Essa idéia de leitura cultural ou de “cultura integral”, conforme palavras
de Bechara (2003) se associa diretamente ao surgimento da chamada cultura de
massa. Carvalho (1987) defende a idéia de que a massificação da cultura, no Brasil,
surgiu, no século XIX, com o advento do Romantismo, haja vista que houve, naquele
período, uma popularização da literatura.
No século XIX, com a Revolução Industrial, determina-se o surgimento da
imprensa como o momento em que houve a possibilidade da multiplicação de textos
impressos. Inegavelmente que houve, com a utilização dos recursos maquinários,
em detrimento da mera cópia que era feita individualmente, a massificação da
compra do objeto livro, o que reitera a idéia de consumo e sua verve popular no
Romantismo.
O século XIX proporciona a multiplicação dos textos literários da época e,
como conseqüência disso, mais leitores surgem também. Os escritores daquela
época não podem ser comparados com o escritor da atualidade pelo fato deste,
talvez por estar imerso em um sistema que o faça criar visando ao lucro, almejar
ganhos e status em função da difusão da sua obra.
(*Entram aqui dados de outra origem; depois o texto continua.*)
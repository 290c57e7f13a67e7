//! Rebuilding derived state from the relational store.

use crate::cache::CountCache;
use crate::dto::ReindexReport;
use crate::gate::IndexGate;
use crate::markup_service::MarkupService;
use crate::metrics;
use crate::names::NameDirectory;
use futures::stream::{self, StreamExt};
use memoboard_config::{FeedConfig, ReindexConfig, RenderConfig};
use memoboard_core::{FeedKey, Memo, MemoId, MemoResult, UserId};
use memoboard_index::{FeedAppend, FeedIndex};
use memoboard_repository::{MemoRepository, UserRepository};
use std::collections::HashMap;
use std::sync::Arc;
use std::time::Instant;
use tracing::{debug, info, warn};

/// Reindex knobs taken from configuration.
#[derive(Debug, Clone, Copy, PartialEq, Eq)]
pub struct ReindexSettings {
    pub batch_size: usize,
    pub user_public_feed: bool,
    pub warm: bool,
    pub warm_concurrency: usize,
}

impl ReindexSettings {
    #[must_use]
    pub fn from_config(reindex: &ReindexConfig, feed: &FeedConfig, render: &RenderConfig) -> Self {
        Self {
            batch_size: reindex.batch_size.max(1),
            user_public_feed: feed.user_public_feed,
            warm: render.enabled && render.warm_on_reindex,
            warm_concurrency: render.warm_concurrency.max(1),
        }
    }
}

impl Default for ReindexSettings {
    fn default() -> Self {
        Self::from_config(
            &ReindexConfig::default(),
            &FeedConfig::default(),
            &RenderConfig::default(),
        )
    }
}

/// Rebuilds the feed index, the username table and (optionally) the render
/// cache from the relational store.
///
/// Every run starts by clearing the index, so running it twice yields the
/// same feeds. A run holds the [`IndexGate`] exclusively, which serializes
/// runs and keeps live writes out until the index is complete again.
pub struct Reindexer {
    users: Arc<dyn UserRepository>,
    memos: Arc<dyn MemoRepository>,
    index: Arc<dyn FeedIndex>,
    names: Arc<NameDirectory>,
    markup: Arc<MarkupService>,
    counts: Arc<CountCache>,
    gate: Arc<IndexGate>,
    settings: ReindexSettings,
}

impl Reindexer {
    #[allow(clippy::too_many_arguments)]
    pub fn new(
        users: Arc<dyn UserRepository>,
        memos: Arc<dyn MemoRepository>,
        index: Arc<dyn FeedIndex>,
        names: Arc<NameDirectory>,
        markup: Arc<MarkupService>,
        counts: Arc<CountCache>,
        gate: Arc<IndexGate>,
        settings: ReindexSettings,
    ) -> Self {
        Self {
            users,
            memos,
            index,
            names,
            markup,
            counts,
            gate,
            settings,
        }
    }

    /// Runs a full rebuild, waiting for in-flight writes and for any run
    /// already in progress.
    pub async fn reindex_all(&self) -> MemoResult<ReindexReport> {
        let _rebuild = self.gate.rebuild().await;
        let started = Instant::now();
        info!(backend = self.index.backend(), "Reindex started");

        self.counts.clear();
        let users = self.rebuild_names().await?;

        let cleared = self.index.clear().await?;
        debug!(feeds = cleared, "Feed index cleared");

        let batch_size = self.settings.batch_size;
        let mut cursor = MemoId::ZERO;
        let mut report = ReindexReport {
            users,
            memos: 0,
            batches: 0,
            warmed: 0,
            elapsed: started.elapsed(),
        };

        loop {
            let batch = self.memos.find_memos_after(cursor, batch_size).await?;
            let fetched = batch.len();
            let Some(last) = batch.last() else {
                break;
            };
            cursor = last.id;

            self.index.append_all(&self.appends_for(&batch)).await?;
            report.memos += fetched as u64;
            report.batches += 1;
            debug!(batch = report.batches, memos = fetched, cursor = %cursor, "Reindexed batch");

            if self.settings.warm {
                report.warmed += self.warm(batch).await;
            }

            if fetched < batch_size {
                break;
            }
        }

        report.elapsed = started.elapsed();
        metrics::record_reindex(report.elapsed);
        info!(
            users = report.users,
            memos = report.memos,
            batches = report.batches,
            warmed = report.warmed,
            elapsed_ms = report.elapsed.as_millis() as u64,
            "Reindex finished"
        );
        Ok(report)
    }

    /// Streams every user ascending by id into a fresh name table.
    async fn rebuild_names(&self) -> MemoResult<u64> {
        let batch_size = self.settings.batch_size;
        let mut table = HashMap::new();
        let mut cursor = UserId::new(0);

        loop {
            let batch = self.users.find_users_after(cursor, batch_size).await?;
            let fetched = batch.len();
            if let Some((last, _)) = batch.last() {
                cursor = *last;
            }
            table.extend(batch);
            if fetched < batch_size {
                break;
            }
        }

        let users = table.len() as u64;
        self.names.replace(table);
        Ok(users)
    }

    fn appends_for(&self, batch: &[Memo]) -> Vec<FeedAppend> {
        batch
            .iter()
            .flat_map(|memo| {
                FeedKey::targets_for(memo.user_id, memo.visibility, self.settings.user_public_feed)
                    .into_iter()
                    .map(move |feed| FeedAppend::new(feed, memo.id))
            })
            .collect()
    }

    /// Renders the batch into the cache on at most `warm_concurrency`
    /// blocking workers. Returns the number of bodies rendered.
    async fn warm(&self, batch: Vec<Memo>) -> u64 {
        let rendered = stream::iter(batch)
            .map(|memo| {
                let markup = Arc::clone(&self.markup);
                tokio::task::spawn_blocking(move || markup.warm(&memo.content))
            })
            .buffer_unordered(self.settings.warm_concurrency)
            .collect::<Vec<_>>()
            .await;

        rendered
            .into_iter()
            .filter(|result| match result {
                Ok(rendered) => *rendered,
                Err(e) => {
                    warn!(error = %e, "Render warm task failed");
                    false
                }
            })
            .count() as u64
    }
}

impl std::fmt::Debug for Reindexer {
    fn fmt(&self, f: &mut std::fmt::Formatter<'_>) -> std::fmt::Result {
        f.debug_struct("Reindexer")
            .field("index", &self.index.backend())
            .field("settings", &self.settings)
            .finish_non_exhaustive()
    }
}

#[cfg(test)]
mod tests {
    use super::*;
    use crate::cache::RenderCache;
    use crate::feed_service::FeedService;
    use crate::r#impl::{FeedServiceImpl, FeedSettings};
    use crate::render::MarkdownRenderer;
    use crate::testing::{FlakyFeedIndex, InMemoryMemoRepository, InMemoryUserRepository};
    use memoboard_core::Visibility;
    use std::time::Duration;

    struct Fixture {
        users: Arc<InMemoryUserRepository>,
        memos: Arc<InMemoryMemoRepository>,
        index: Arc<FlakyFeedIndex>,
        names: Arc<NameDirectory>,
        markup: Arc<MarkupService>,
        feeds: FeedServiceImpl,
        reindexer: Reindexer,
    }

    fn fixture(settings: ReindexSettings) -> Fixture {
        let users = Arc::new(InMemoryUserRepository::new());
        let memos = Arc::new(InMemoryMemoRepository::new());
        let index = Arc::new(FlakyFeedIndex::new());
        let names = Arc::new(NameDirectory::new(users.clone()));
        let counts = Arc::new(CountCache::new(Duration::from_secs(30)));
        let gate = Arc::new(IndexGate::new());
        let markup = Arc::new(MarkupService::new(
            Arc::new(MarkdownRenderer::new()),
            RenderCache::new(&RenderConfig::default()),
        ));
        let feeds = FeedServiceImpl::new(
            memos.clone(),
            index.clone(),
            names.clone(),
            markup.clone(),
            counts.clone(),
            gate.clone(),
            FeedSettings {
                warm_on_write: false,
                ..FeedSettings::default()
            },
        );
        let reindexer = Reindexer::new(
            users.clone(),
            memos.clone(),
            index.clone(),
            names.clone(),
            markup.clone(),
            counts,
            gate,
            settings,
        );
        Fixture {
            users,
            memos,
            index,
            names,
            markup,
            feeds,
            reindexer,
        }
    }

    async fn snapshot(f: &Fixture, owners: &[UserId]) -> Vec<Vec<MemoId>> {
        let mut feeds = vec![FeedKey::Public];
        for owner in owners {
            feeds.push(FeedKey::User(*owner));
            feeds.push(FeedKey::UserPublic(*owner));
        }
        let mut out = Vec::new();
        for feed in feeds {
            out.push(f.index.feed_members(feed).await.unwrap());
        }
        out
    }

    #[tokio::test]
    async fn test_empty_store() {
        let f = fixture(ReindexSettings::default());
        let report = f.reindexer.reindex_all().await.unwrap();
        assert_eq!(report.users, 0);
        assert_eq!(report.memos, 0);
        assert_eq!(report.batches, 0);
    }

    #[tokio::test]
    async fn test_rebuild_matches_live_writes_and_is_idempotent() {
        let f = fixture(ReindexSettings {
            batch_size: 2,
            ..ReindexSettings::default()
        });
        let alice = f.users.add_user("alice", "pw");
        let bob = f.users.add_user("bob", "pw");
        for (user, body, visibility) in [
            (alice, "a1", Visibility::Public),
            (bob, "b1", Visibility::Private),
            (alice, "a2", Visibility::Private),
            (bob, "b2", Visibility::Public),
            (alice, "a3", Visibility::Public),
        ] {
            f.feeds
                .create_memo(user, body.to_string(), visibility)
                .await
                .unwrap();
        }
        let live = snapshot(&f, &[alice, bob]).await;

        let first = f.reindexer.reindex_all().await.unwrap();
        assert_eq!(snapshot(&f, &[alice, bob]).await, live);
        assert_eq!(first.users, 2);
        assert_eq!(first.memos, 5);
        assert_eq!(first.batches, 3);

        f.reindexer.reindex_all().await.unwrap();
        assert_eq!(snapshot(&f, &[alice, bob]).await, live);
    }

    #[tokio::test]
    async fn test_repairs_missed_index_write() {
        let f = fixture(ReindexSettings::default());
        let alice = f.users.add_user("alice", "pw");
        f.index.fail_writes(true);
        f.feeds
            .create_memo(alice, "lost".to_string(), Visibility::Public)
            .await
            .unwrap();
        f.index.fail_writes(false);
        assert!(f.feeds.get_page(FeedKey::Public, 0, None).await.unwrap().is_empty());

        f.reindexer.reindex_all().await.unwrap();

        let page = f.feeds.get_page(FeedKey::Public, 0, None).await.unwrap();
        assert_eq!(page.content[0].content, "lost");
        assert_eq!(page.total_elements(), 1);
    }

    #[tokio::test]
    async fn test_loads_names_and_warms_cache() {
        let f = fixture(ReindexSettings::default());
        let alice = f.users.add_user("alice", "pw");
        f.feeds
            .create_memo(alice, "body".to_string(), Visibility::Public)
            .await
            .unwrap();

        let report = f.reindexer.reindex_all().await.unwrap();

        assert_eq!(f.names.snapshot().get(&alice).map(String::as_str), Some("alice"));
        assert_eq!(report.warmed, 1);
        assert_eq!(f.markup.cache().entry_count(), 1);
    }

    #[tokio::test]
    async fn test_warming_disabled() {
        let f = fixture(ReindexSettings {
            warm: false,
            ..ReindexSettings::default()
        });
        let alice = f.users.add_user("alice", "pw");
        f.feeds
            .create_memo(alice, "body".to_string(), Visibility::Public)
            .await
            .unwrap();

        let report = f.reindexer.reindex_all().await.unwrap();
        assert_eq!(report.warmed, 0);
    }

    #[tokio::test]
    async fn test_concurrent_runs_are_serialized() {
        let f = fixture(ReindexSettings::default());
        let alice = f.users.add_user("alice", "pw");
        for body in ["x", "y", "z"] {
            f.feeds
                .create_memo(alice, body.to_string(), Visibility::Public)
                .await
                .unwrap();
        }

        let (a, b) = tokio::join!(f.reindexer.reindex_all(), f.reindexer.reindex_all());
        assert_eq!(a.unwrap().memos, 3);
        assert_eq!(b.unwrap().memos, 3);
        assert_eq!(f.index.feed_members(FeedKey::Public).await.unwrap().len(), 3);
    }

    #[tokio::test]
    async fn test_write_during_rebuild_is_indexed_once() {
        let f = fixture(ReindexSettings::default());
        let alice = f.users.add_user("alice", "pw");
        let one = f
            .feeds
            .create_memo(alice, "one".to_string(), Visibility::Public)
            .await
            .unwrap();

        f.memos.pause_next_scan();
        let write = async {
            f.memos.scan_paused().await;
            let (created, ()) = tokio::join!(
                f.feeds.create_memo(alice, "two".to_string(), Visibility::Public),
                async {
                    tokio::time::sleep(Duration::from_millis(20)).await;
                    f.memos.resume_scan();
                }
            );
            created
        };
        let (report, two) = tokio::join!(f.reindexer.reindex_all(), write);
        let two = two.unwrap();
        assert_eq!(report.unwrap().memos, 1);

        assert_eq!(f.index.feed_members(FeedKey::Public).await.unwrap(), vec![two, one]);
        assert_eq!(
            f.index.feed_members(FeedKey::User(alice)).await.unwrap(),
            vec![one, two]
        );
        assert_eq!(
            f.index.feed_members(FeedKey::UserPublic(alice)).await.unwrap(),
            vec![one, two]
        );
    }

    #[tokio::test]
    async fn test_index_failure_is_reported() {
        let f = fixture(ReindexSettings::default());
        f.index.fail_writes(true);
        let err = f.reindexer.reindex_all().await.unwrap_err();
        assert_eq!(err.error_code(), "INDEX_ERROR");
    }
}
Esse recurso utilitário não existe
no século XIX por alguns motivos a serem discutidos a seguir.
Pelo fato de a literatura estar praticamente iniciando no Brasil (literatura
compreendida no seu sentido estrito), podemos compreender, inclusive, que o texto
literário se confunde com a própria marca de nacionalidade. Os escritores possuíam
uma vaidade grande em discutir sobre um painel da formação desta nacionalidade, o
que, de certo modo, era propagado aos leitores da época como uma forma de ideal
de vida pública através da erudição. Alguns escritores, como José de Alencar, têm
106
diversos discursos, por exemplo, na área política, ideológica, sendo responsável,
inclusive, pelo ideal de formação de uma “língua brasileira”, conforme denunciam
seus romances indianistas.
A função utilitária, portanto, dos textos do século XIX, atendia à
necessidade de formação de um painel social em vistas da intelectualização da
então nação que se formara, ainda que atendesse a uma camada mais popular da
sociedade.
O utilitarismo, pois, tinha função definida e não se adequava a qualquer
possibilidade de ostentação social. Atualmente, escritores como Dan Brown e J.K.
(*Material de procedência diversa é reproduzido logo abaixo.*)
//! # Memoboard
//!
//! Administrative entry point for the Memoboard storage core: rebuild the
//! feed index, inspect feeds and memos, post memos, check backend health.
//! Every command prints JSON.

use anyhow::Context;
use clap::Parser;
use memoboard_config::ConfigLoader;
use memoboard_core::{ErrorResponse, MemoError, Visibility};
use memoboard_server::cli::{Cli, Command};
use memoboard_server::logging::init_logging;
use memoboard_server::startup::{print_banner, print_startup_info};
use memoboard_server::{App, AppBuilder};
use serde::Serialize;
use tracing::{error, info};

#[tokio::main]
async fn main() {
    let cli = Cli::parse();

    if let Err(e) = run(cli).await {
        error!("Application error: {:#}", e);
        let body = match e.downcast_ref::<MemoError>() {
            Some(memo_error) => ErrorResponse::from_error(memo_error),
            None => ErrorResponse {
                code: "INTERNAL_ERROR".to_string(),
                message: format!("{e:#}"),
            },
        };
        if let Ok(json) = serde_json::to_string_pretty(&body) {
            eprintln!("{json}");
        }
        std::process::exit(1);
    }
}

async fn run(cli: Cli) -> anyhow::Result<()> {
    let config = ConfigLoader::new(&cli.config_dir)?.into_config();
    init_logging(&config.observability)?;

    print_banner();
    info!("Version: {}", env!("CARGO_PKG_VERSION"));
    print_startup_info(&config);

    let app = AppBuilder::new().with_config(config).build().await?;

    if cli.command.wants_startup_reindex() && !cli.skip_reindex {
        if let Some(report) = app.startup_reindex().await? {
            info!(memos = report.memos, "Startup reindex complete");
        }
    }

    let result = execute(&app, cli.command).await;
    app.shutdown().await;
    result
}

async fn execute(app: &App, command: Command) -> anyhow::Result<()> {
    let services = app.services();

    match command {
        Command::Reindex => {
            let report = services.reindexer.reindex_all().await?;
            print_json(&report)
        }
        Command::Feed {
            feed,
            page,
            as_user,
        } => {
            let page = services.feeds.get_page(feed, page, as_user).await?;
            print_json(&page)
        }
        Command::Memo { id, as_user } => {
            let detail = services.feeds.get_memo_detail(id, as_user).await?;
            print_json(&detail)
        }
        Command::Post {
            user,
            private,
            body,
        } => {
            let visibility = if private {
                Visibility::Private
            } else {
                Visibility::Public
            };
            let id = services.feeds.create_memo(user, body, visibility).await?;
            print_json(&serde_json::json!({ "id": id }))
        }
        Command::Health => {
            let report = app.health().await;
            print_json(&report)?;
            if report.healthy {
                Ok(())
            } else {
                Err(MemoError::StoreUnavailable("one or more backends are down".to_string()).into())
            }
        }
    }
}

fn print_json<T: Serialize>(value: &T) -> anyhow::Result<()> {
    let json = serde_json::to_string_pretty(value).context("Failed to serialize output")?;
    println!("{json}");
    Ok(())
}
Rowling (autores dos best sellers “O Código da Vinci” e “Harry Potter”) solidificam os
seus nomes no mercado editorial e configuram as nuances da globalização através
de uma prática de leitura moderna, que, relacionada à máxima do livro como um
objeto proporcionador de prazer, se traduz em números avassaladores de venda em
todo o mundo.
Se o comportamento de alguns lingüistas é determinado pela prática do
utilitarismo, o texto literário, efetivamente, encontrar-se-á distante das prateleiras das
livrarias. Ao estabelecer que o texto literário não deve ser o texto material a ser
preservado dentro de uma comunidade, o lingüista embasado por uma concepção
de que o texto literário não articula situações do real pode se ver em situações
contraditórias, sobretudo se houver o questionamento: o que seria o real?
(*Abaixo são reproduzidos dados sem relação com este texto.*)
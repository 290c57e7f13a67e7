//! Memo-related DTOs.

use chrono::{DateTime, Utc};
use memoboard_core::{Memo, MemoId, UserId, Visibility};
use serde::{Deserialize, Serialize};

/// A memo hydrated for display.
#[derive(Debug, Clone, PartialEq, Eq, Serialize, Deserialize)]
pub struct MemoView {
    pub id: MemoId,
    pub user_id: UserId,
    /// Author display name; empty when the author is unknown to the store.
    pub username: String,
    /// First line of the body.
    pub title: String,
    pub content: String,
    pub visibility: Visibility,
    pub created_at: DateTime<Utc>,
    pub updated_at: DateTime<Utc>,
}

impl MemoView {
    #[must_use]
    pub fn new(memo: Memo, username: impl Into<String>) -> Self {
        let title = memo.first_line().to_string();
        Self {
            id: memo.id,
            user_id: memo.user_id,
            username: username.into(),
            title,
            content: memo.content,
            visibility: memo.visibility,
            created_at: memo.created_at,
            updated_at: memo.updated_at,
        }
    }

    #[must_use]
    pub const fn is_private(&self) -> bool {
        self.visibility.is_private()
    }
}

/// A single memo with its neighbours in the requester's visible ordering.
#[derive(Debug, Clone, PartialEq, Eq, Serialize, Deserialize)]
pub struct MemoDetail {
    pub memo: MemoView,
    /// Rendered body.
    pub html: String,
    /// The memo shown before this one, if any.
    pub previous: Option<MemoId>,
    /// The memo shown after this one, if any.
    pub next: Option<MemoId>,
}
Ao analisarmos, por exemplo, uma receita culinária no nosso dia-a-dia,
sem dúvida que estaremos nos inserindo em um mundo real, no entanto, ao ler uma
receita culinária em um livro didático de Português, não haveria nenhuma relação
com o real, já que, tal situação, é uma simulação do fato real.
107
O ensaio de Llosa
17
(2004) destrói o argumento de que o texto literário não
tem qualquer comprometimento com o real, uma vez que a literatura trata de outras
tantas situações muito mais reais do que qualquer outro texto pode supor. São dele
as palavras (p. 19):
Que diferença existe, então, entre uma ficção e uma reportagem de jornal,
ou um livro de história? Não são todos compostos de palavras? Por acaso
não encarcera o tempo, no tempo artificial do relato, essa torrente sem
ribeiras? Para o jornalismo ou para a história a verdade depende da
comparação entre o escrito e oralidade que o inspira. Quanto mais
proximidade, mais verdade, e quanto mais distância, mais mentira.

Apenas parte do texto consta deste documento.